# Does the difference between two symmetric r.v.'s also have a symmetric distribution?

If I have two different symmetric (with respect to the median) distributions $X$ and $Y$, is the difference $X-Y$ also a symmetric (with respect to the median) distribution?

• The distribution of $X-Y$ is not a "difference between two distributions", it's the distribution of the difference between symmetrically-distributed random variables; The difference in distributions would be $F_X(t)-F_Y(t)$; which is not a distribution; similarly a difference of pdfs would not be a pdf... please amend your title description – Glen_b Dec 15 '17 at 22:42
• @Glen_b: I edited the OP's title to say so, but in future please go ahead and edit it yourself. Colloquially I think everyone understood what the OP meant. – smci Dec 16 '17 at 9:23
• @smci Actually, I chose to ask the OP to do it rather than doing it myself for a reason (if you check my profile you'll see I have over 3100 posts edited -- I understand the general rules about editing). Thanks for helping out, though. I also think a little more care with expressing what is meant would solve a substantial fraction of the novice questions on site; and I think clarity is especially important in a title. – Glen_b Dec 17 '17 at 7:34

Let $X \sim f(x)$ and $Y \sim g(y)$ be PDFs symmetric about medians $a$ and $b$ respectively. As long as $X$ and $Y$ are independent, the probability distribution of the difference $Z = X - Y$ is the convolution of $X$ and $-Y$, i.e.

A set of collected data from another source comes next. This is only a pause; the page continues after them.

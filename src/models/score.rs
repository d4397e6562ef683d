//! Score model.
//!
//! A score entry is one judge's mark for one team. Marks are bounded by an
//! event-wide inclusive range (e.g. 0–3 or 0–10 depending on deployment).

use serde::{Deserialize, Serialize};
use std::collections::BTreeMap;

use super::{JudgeId, TeamId};

/// Inclusive range of accepted scores.
#[derive(Debug, Clone, Copy, PartialEq, Serialize, Deserialize)]
pub struct ScoreRange {
    /// Lowest accepted score.
    pub min: f64,
    /// Highest accepted score.
    pub max: f64,
}

impl ScoreRange {
    /// Creates a range `[min, max]`.
    pub fn new(min: f64, max: f64) -> Self {
        Self { min, max }
    }

    /// Whether `score` is a finite value within the bounds.
    pub fn contains(&self, score: f64) -> bool {
        score.is_finite() && score >= self.min && score <= self.max
    }

    /// Whether the range itself is usable (finite bounds, `min <= max`).
    pub fn is_valid(&self) -> bool {
        self.min.is_finite() && self.max.is_finite() && self.min <= self.max
    }
}

impl Default for ScoreRange {
    fn default() -> Self {
        Self::new(0.0, 10.0)
    }
}

/// A (judge, team, score) triple recorded by a submission.
#[derive(Debug, Clone, PartialEq, Serialize, Deserialize)]
pub struct ScoreEntry {
    /// Judge who gave the score.
    pub judge: JudgeId,
    /// Scored team.
    pub team: TeamId,
    /// The mark.
    pub score: f64,
}

impl ScoreEntry {
    /// Creates a score entry.
    pub fn new(judge: JudgeId, team: TeamId, score: f64) -> Self {
        Self { judge, team, score }
    }
}

/// Marks a judge hands in for their batch, keyed by team.
pub type ScoreSheet = BTreeMap<TeamId, f64>;

/// A stored score row as returned by the persistence collaborator.
pub type ScoreRecord = ScoreEntry;

#[cfg(test)]
mod tests {
    use super::*;

    #[test]
    fn test_range_bounds_inclusive() {
        let range = ScoreRange::new(0.0, 3.0);
        assert!(range.contains(0.0));
        assert!(range.contains(3.0));
        assert!(!range.contains(-1.0));
        assert!(!range.contains(4.0));
    }

    #[test]
    fn test_range_rejects_non_finite() {
        let range = ScoreRange::default();
        assert!(!range.contains(f64::NAN));
        assert!(!range.contains(f64::INFINITY));
    }

    #[test]
    fn test_range_validity() {
        assert!(ScoreRange::default().is_valid());
        assert!(ScoreRange::new(2.0, 2.0).is_valid());
        assert!(!ScoreRange::new(5.0, 1.0).is_valid());
        assert!(!ScoreRange::new(0.0, f64::NAN).is_valid());
    }
}
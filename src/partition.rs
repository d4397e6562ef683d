//! Room partitioning.
//!
//! # Algorithm
//!
//! 1. Shuffle a copy of the roster with a seeded RNG.
//! 2. Cut the shuffled roster into consecutive groups of `group_size`
//!    (the last group may be short), giving `ceil(N / G)` groups.
//! 3. Deal groups to rooms round-robin: group `i` goes to room
//!    `(i mod R) + 1`, so rooms keep groups in formation order.
//!
//! No room ends up with more than `ceil(groups / R)` groups.
//!
//! # Complexity
//! O(N) after the shuffle.

use rand::rngs::StdRng;
use rand::seq::SliceRandom;
use rand::{Rng, SeedableRng};

use crate::error::{JudgingError, Result};
use crate::models::{Group, Room, RoomLayout, TeamId};
use crate::validation::{ValidationError, ValidationErrorKind};

/// Splits `roster` into shuffled groups and deals them over `num_rooms`.
///
/// The roster slice itself is not reordered.
///
/// # Errors
/// `Configuration` if `group_size` or `num_rooms` is zero.
pub fn partition_teams<R: Rng + ?Sized>(
    roster: &[TeamId],
    group_size: usize,
    num_rooms: usize,
    rng: &mut R,
) -> Result<Vec<Room>> {
    check_dimensions(group_size, num_rooms)?;

    let mut shuffled = roster.to_vec();
    shuffled.shuffle(rng);

    let mut rooms: Vec<Room> = (1..=num_rooms).map(Room::new).collect();
    for (index, chunk) in shuffled.chunks(group_size).enumerate() {
        rooms[index % num_rooms].groups.push(Group {
            index,
            teams: chunk.to_vec(),
        });
    }

    Ok(rooms)
}

/// Builds a reproducible layout from `seed`.
pub fn build_layout(
    roster: &[TeamId],
    group_size: usize,
    num_rooms: usize,
    seed: u64,
) -> Result<RoomLayout> {
    let mut rng = StdRng::seed_from_u64(seed);
    let rooms = partition_teams(roster, group_size, num_rooms, &mut rng)?;
    Ok(RoomLayout { rooms, seed })
}

fn check_dimensions(group_size: usize, num_rooms: usize) -> Result<()> {
    let mut errors = Vec::new();
    if group_size == 0 {
        errors.push(ValidationError::new(
            ValidationErrorKind::InvalidCount,
            "group_size must be at least 1",
        ));
    }
    if num_rooms == 0 {
        errors.push(ValidationError::new(
            ValidationErrorKind::InvalidCount,
            "num_rooms must be at least 1",
        ));
    }
    if errors.is_empty() {
        Ok(())
    } else {
        Err(JudgingError::Configuration(errors))
    }
}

$$p(z) = \int_{-\infty}^\infty f(z + y) g(-y) dy,$$

where $h(y) = g(-y)$ is simply the PDF over $-Y$ with median $-b.$

Intuitively, we would expect the result to be symmetric about $a - b$ so let's try that.

$$\begin{split} p(a - b - z) &= \int_{-\infty}^\infty f(a - b - z + y) g(-y) dy \\ &= \int_{-\infty}^\infty f(a - (z + v)) g(v-b) dv \\ &= \int_{-\infty}^\infty f(z + v) g(-v) dv \\ &= p(z). \end{split}$$

In the second line I used the substitution $v = b - y$ in the integral. In the third line, I used both the symmetry of $f(x)$ about $a$ and of $g(-y)$ about $-b.$ This proves that $p(z)$ is symmetric about $a - b$ if $f(x)$ is symmetric about $a$ and $g(y)$ is symmetric about $b.$

If $X$ and $Y$ were not independent, and $f$ and $g$ were simply marginal distributions, then we would need to know the joint distribution, $X,Y \sim h(x,y).$ Then, in the integral, we would have to replace $f(z + y) g(-y)$ with $h(z + y, -y).$ However, just because the marginal distributions are symmetric, that does not imply that the joint distribution is symmetric about each of its arguments. So you could not apply similar reasoning.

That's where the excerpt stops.